By Steven Baker
In today's highly competitive business environment, organizations in all industries are challenged to be more productive with fewer resources. The move to integrate diverse applications within an organization is a response to this desire to do more with less. Enterprise application integration (EAI) is the term mostly commonly used to describe the process applied to integrating applications within a department, division, organization, or enterprise.
As companies have become more and more dependent on technology and computer systems for their business operations, the hardware resources and software applications used for operations have increased in number and variety. For most companies, the hardware and software systems used for business were procured over time. The computer hardware likely includes server and desktop products of various vintages and technologies from many different vendors. Similarly, the business software in use may include older legacy applications running on mainframes or minicomputers, client/server applications on UNIX and Windows systems, newer distributed applications based on components, and personal productivity software running on Windows desktop computers.

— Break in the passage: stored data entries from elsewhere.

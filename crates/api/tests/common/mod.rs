#![allow(dead_code)]

use std::sync::Arc;

use axum::body::Body;
use axum::http::{Method, Request, Response};
use axum::Router;
use http_body_util::BodyExt;
use sqlx::PgPool;
use tower::ServiceExt;

use catalog_api::config::ServerConfig;
use catalog_api::router::build_app_router;
use catalog_api::state::AppState;

/// Build a test `ServerConfig` with safe defaults.
///
/// Uses `http://localhost:5173` as CORS origin (matching the dev default)
/// and a 30-second request timeout. Seeding is left to each test.
pub fn test_config() -> ServerConfig {
    ServerConfig {
        host: "127.0.0.1".to_string(),
        port: 0,
        cors_origins: vec!["http://localhost:5173".to_string()],
        request_timeout_secs: 30,
        seed_defaults: false,
    }
}

/// Build the full application router, middleware included, over `pool`.
pub fn build_test_app(pool: PgPool) -> Router {
    build_app_router(AppState {
        pool,
        config: Arc::new(test_config()),
    })
}

async fn send(
    app: Router,
    method: Method,
    uri: &str,
    body: Option<serde_json::Value>,
) -> Response<Body> {
    let builder = Request::builder().method(method).uri(uri);
    let request = match body {
        Some(json) => builder
            .header("content-type", "application/json")
            .body(Body::from(json.to_string()))
            .unwrap(),
        None => builder.body(Body::empty()).unwrap(),
    };
    app.oneshot(request).await.unwrap()
}

pub async fn get(app: Router, uri: &str) -> Response<Body> {
    send(app, Method::GET, uri, None).await
}

pub async fn post_json(app: Router, uri: &str, body: serde_json::Value) -> Response<Body> {
    send(app, Method::POST, uri, Some(body)).await
}

pub async fn put_json(app: Router, uri: &str, body: serde_json::Value) -> Response<Body> {
    send(app, Method::PUT, uri, Some(body)).await
}

pub async fn delete(app: Router, uri: &str) -> Response<Body> {
    send(app, Method::DELETE, uri, None).await
}

/// Collect a response body and parse it as JSON.
pub async fn body_json(response: Response<Body>) -> serde_json::Value {
    let bytes = response.into_body().collect().await.unwrap().to_bytes();
    serde_json::from_slice(&bytes).unwrap()
}

/// POST `body` to `uri`, assert 201, and return the created record's id.
pub async fn create(pool: &PgPool, uri: &str, body: serde_json::Value) -> i64 {
    let response = post_json(build_test_app(pool.clone()), uri, body).await;
    assert_eq!(response.status(), axum::http::StatusCode::CREATED);
    body_json(response).await["data"]["id"].as_i64().unwrap()
}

Most companies have already invested heavily in network and hardware infrastructure to allow any computer system within the organization to physically communicate with other computer systems. Enterprise application integration attempts to provide integration at the software level for all of the disparate applications used within an organization. These software applications are likely running on a variety of different operating systems and computer hardware. EAI also attempts to automate processes as much as possible, displacing manual user methods prone to error with software automation. The aims of this integration effort are to improve business performance and access to business information, while reducing administrative and operational costs. The objective is to create from these disparate software and hardware components the semblance of a single virtual enterprise application for users, operating as seamlessly as possible.